7- L’incapacité de discernement due au très jeune âge. La loi ne fixe pas de limite fixe, chaque enfant évolue différemment, mais il est acquis qu’en dessous de 10 ans, on ne relève pas du droit pénal.

Ces causes d’irresponsabilité sont ce qu’on appelle en droit des exceptions c’est-à-dire des moyens de défense soulevés par le défendeur.

Rappelons qu’en droit pénal, le principe fondamental de la présomption d’innocence fait qu’il incombe au parquet (c’est à dire au service constitué par l’ensemble des procureurs) d’apporter la preuve de la culpabilité, dans tous ses éléments. C’est ce qu’on appelle la charge de la preuve. Mais s’agissant des exceptions, la charge de la preuve ne pèse pas sur le parquet : ce n’est pas à lui d’apporter la preuve qu’il n’y avait pas légitime défense, mais à la personne poursuivie de le prouver.
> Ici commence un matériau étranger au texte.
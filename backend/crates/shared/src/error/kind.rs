//! Error Kind - Classification of errors
//!
//! Defines the [`ErrorKind`] enum that maps to HTTP status codes.

use serde::Serialize;

/// エラー種別の列挙体
///
/// 各バリアントは 1 つの HTTP ステータスコードに対応します。
/// 各レイヤーは返すエラーに種別を付け、HTTP 境界はその種別だけを見て
/// ステータスを決定します（エラーの発生元は意識しない）。
///
/// ## Notes
/// * `non_exhaustive` - 将来的に列挙子が追加される可能性があることを示す
///
/// ## Examples
/// ```rust
/// use kernel::error::kind::ErrorKind;
///
/// let kind = ErrorKind::Conflict;
/// assert_eq!(kind.status_code(), 409);
/// assert_eq!(kind.as_str(), "Conflict");
/// ```
#[derive(Debug, Clone, Copy, PartialEq, Eq, Serialize)]
#[serde(rename_all = "SCREAMING_SNAKE_CASE")]
#[non_exhaustive]
pub enum ErrorKind {
    /// 400 - Bad Request: 入力が不正（形式・検証エラー）
    BadRequest,
    /// 401 - Unauthorized: 認証情報がない、または無効
    Unauthorized,
    /// 409 - Conflict: 保存済みの状態と競合（一意制約違反など）
    Conflict,
    /// 500 - Internal Server Error: サーバー側の失敗（詳細はログのみ）
    InternalServerError,
}

impl ErrorKind {
    /// 対応する HTTP ステータスコードを返す
    #[inline]
    pub const fn status_code(&self) -> u16 {
        match self {
            ErrorKind::BadRequest => 400,
            ErrorKind::Unauthorized => 401,
            ErrorKind::Conflict => 409,
            ErrorKind::InternalServerError => 500,
        }
    }

    /// 標準の理由句（Reason Phrase）を返す
    #[inline]
    pub const fn as_str(&self) -> &'static str {
        match self {
            ErrorKind::BadRequest => "Bad Request",
            ErrorKind::Unauthorized => "Unauthorized",
            ErrorKind::Conflict => "Conflict",
            ErrorKind::InternalServerError => "Internal Server Error",
        }
    }

    /// 5xx 系かどうか（error レベルでログ出力する対象）
    #[inline]
    pub const fn is_server_error(&self) -> bool {
        self.status_code() >= 500
    }
}

impl std::fmt::Display for ErrorKind {
    fn fmt(&self, f: &mut std::fmt::Formatter<'_>) -> std::fmt::Result {
        write!(f, "{}", self.as_str())
    }
}
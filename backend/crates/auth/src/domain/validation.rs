//! Sign-Up Input Validation
//!
//! Pure checks on untrusted input. No I/O, no shared state.
//!
//! ## Rules
//! - email: at most 254 bytes, a single bare `local@domain` address
//! - password: 8..=72 bytes (bcrypt reads at most 72 bytes)
//! - username: 3..=30 characters from `[A-Za-z0-9_.]`, checked after trimming

use thiserror::Error;

use crate::domain::account::SignUpOptions;

/// Maximum email length (per RFC 5321)
pub const EMAIL_MAX_LENGTH: usize = 254;

/// Maximum local-part length (per RFC 5321)
const EMAIL_LOCAL_MAX_LENGTH: usize = 64;

/// Maximum DNS label length
const DOMAIN_LABEL_MAX_LENGTH: usize = 63;

pub const PASSWORD_MIN_LENGTH: usize = 8;

pub const PASSWORD_MAX_LENGTH: usize = platform::password::BCRYPT_MAX_INPUT_BYTES;

pub const USERNAME_MIN_LENGTH: usize = 3;

pub const USERNAME_MAX_LENGTH: usize = 30;

/// Printable characters allowed unquoted in a local part besides alphanumerics
const LOCAL_PART_SPECIALS: &str = "!#$%&'*+-/=?^_`{|}~";

/// Single-field validation failure
#[derive(Debug, Clone, PartialEq, Eq, Error)]
pub enum ValidationError {
    #[error("{0}")]
    InvalidFormat(&'static str),

    #[error("password too short (min {min} characters)")]
    TooShort { min: usize, actual: usize },

    #[error("password too long (max {max} characters)")]
    TooLong { max: usize, actual: usize },
}

/// Validation failure tagged with the offending field
#[derive(Debug, Clone, PartialEq, Eq, Error)]
#[error("{field} validation failed: {error}")]
pub struct InvalidField {
    pub field: &'static str,
    #[source]
    pub error: ValidationError,
}

impl InvalidField {
    fn new(field: &'static str, error: ValidationError) -> Self {
        Self { field, error }
    }
}

pub fn validate_email(email: &str) -> Result<(), ValidationError> {
    if email.len() > EMAIL_MAX_LENGTH {
        return Err(ValidationError::InvalidFormat("email too long"));
    }

    if !is_valid_address(email) {
        return Err(ValidationError::InvalidFormat("invalid email format"));
    }

    Ok(())
}

pub fn validate_password(password: &str) -> Result<(), ValidationError> {
    let actual = password.len();

    if actual < PASSWORD_MIN_LENGTH {
        return Err(ValidationError::TooShort {
            min: PASSWORD_MIN_LENGTH,
            actual,
        });
    }

    if actual > PASSWORD_MAX_LENGTH {
        return Err(ValidationError::TooLong {
            max: PASSWORD_MAX_LENGTH,
            actual,
        });
    }

    Ok(())
}

/// Expects an already-trimmed username
pub fn validate_username(username: &str) -> Result<(), ValidationError> {
    let length_ok = (USERNAME_MIN_LENGTH..=USERNAME_MAX_LENGTH).contains(&username.len());
    let charset_ok = username
        .chars()
        .all(|c| c.is_ascii_alphanumeric() || c == '_' || c == '.');

    if !length_ok || !charset_ok {
        return Err(ValidationError::InvalidFormat("invalid username format"));
    }

    Ok(())
}

/// Normalize and validate raw input into [`SignUpOptions`]
///
/// Email is trimmed and lowercased before validation, so the stored value
/// (and the uniqueness check on it) is case-insensitive. Username is trimmed.
/// Password is passed through byte-for-byte.
pub fn sign_up_options(
    username: &str,
    email: &str,
    password: &str,
) -> Result<SignUpOptions, InvalidField> {
    let email = email.trim().to_lowercase();
    validate_email(&email).map_err(|e| InvalidField::new("email", e))?;

    validate_password(password).map_err(|e| InvalidField::new("password", e))?;

    let username = username.trim();
    validate_username(username).map_err(|e| InvalidField::new("username", e))?;

    Ok(SignUpOptions::new(
        username.to_string(),
        email,
        password.to_string(),
    ))
}

/// Bare addr-spec check: `local@domain`, no display name, no quoting
fn is_valid_address(email: &str) -> bool {
    let Some((local, domain)) = email.split_once('@') else {
        return false;
    };

    is_valid_local_part(local) && is_valid_domain(domain)
}

fn is_valid_local_part(local: &str) -> bool {
    if local.is_empty() || local.len() > EMAIL_LOCAL_MAX_LENGTH {
        return false;
    }

    // dot-atom: no leading, trailing, or doubled dots
    local.split('.').all(|atom| {
        !atom.is_empty()
            && atom
                .chars()
                .all(|c| c.is_ascii_alphanumeric() || LOCAL_PART_SPECIALS.contains(c))
    })
}

fn is_valid_domain(domain: &str) -> bool {
    if domain.is_empty() {
        return false;
    }

    domain.split('.').all(|label| {
        !label.is_empty()
            && label.len() <= DOMAIN_LABEL_MAX_LENGTH
            && !label.starts_with('-')
            && !label.ends_with('-')
            && label.chars().all(|c| c.is_ascii_alphanumeric() || c == '-')
    })
}
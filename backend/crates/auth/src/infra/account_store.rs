//! Storage Wrapper
//!
//! Implements the business-facing [`AccountStore`] on top of any
//! [`AccountStorage`] adapter, re-expressing storage errors in the domain's
//! vocabulary. This layer never hashes; it expects the use case to have done
//! so already.

use std::sync::Arc;

use crate::domain::account::{AccountIdentity, SignUpOptions};
use crate::domain::repository::{AccountStore, AccountStoreError};
use crate::infra::storage::{AccountStorage, CreateAccountFilter, StorageError};

/// [`AccountStore`] backed by a storage adapter
pub struct StorageAccountStore<S> {
    storage: Arc<S>,
}

impl<S> StorageAccountStore<S> {
    pub fn new(storage: Arc<S>) -> Self {
        Self { storage }
    }
}

impl From<SignUpOptions> for CreateAccountFilter {
    fn from(options: SignUpOptions) -> Self {
        let (username, email, hashed_password) = options.into_parts();
        Self {
            username,
            email,
            hashed_password,
        }
    }
}

impl From<StorageError> for AccountStoreError {
    fn from(err: StorageError) -> Self {
        match err {
            StorageError::AlreadyExists => AccountStoreError::AlreadyExists,
            other => AccountStoreError::Failure(other.into()),
        }
    }
}

impl<S> AccountStore for StorageAccountStore<S>
where
    S: AccountStorage + Send + Sync,
{
    async fn post_sign_up(
        &self,
        options: SignUpOptions,
    ) -> Result<AccountIdentity, AccountStoreError> {
        let identity = self.storage.create_account(options.into()).await?;
        Ok(identity)
    }
}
Naturellement, il n’est pas interdit au parquet, face à des indices assez évidents qu’une telle exception existe, de s’assurer de lui-même que tel ne serait pas le cas. Et il ne se prive pas de le faire. Mais le risque que la preuve ne puisse être apportée pèse cette fois sur l’accusé. Ce qui au niveau procédural change beaucoup de choses, notamment pour la défense.

Ouvrons l’œil du juriste sur cette affaire, qui, rappelons-le, est le même que le votre, mais avec le prisme de la loi en plus. Il doit qualifier les faits pour déterminer la loi qui s’applique, le contenu de cette loi relevant du parlement.

L’analyse des faits

Chronologiquement, tout commence par le vol commis sous la menace d’une arme. Faute de précision contraire, je suppose que les armes utilisées étaient réelles et approvisionnées, donc dangereuses, même si la loi considère qu’un vol commis sous la menace d’une imitation d’arme est également un vol à main armée. C’est un crime passible de 20 ans de réclusion. En outre, les auteurs étaient deux. Il est possible qu’ils aient planifié cette attaque au point de constituer une bande organisée. Auquel cas le vol en bande organisée sous la menace d’une arme est passible de trente ans de réclusion. L’enquête de police qui suit son cours a notamment pour objet de permettre au parquet de retenir la qualification la plus adéquate (et dans le doute, la plus haute).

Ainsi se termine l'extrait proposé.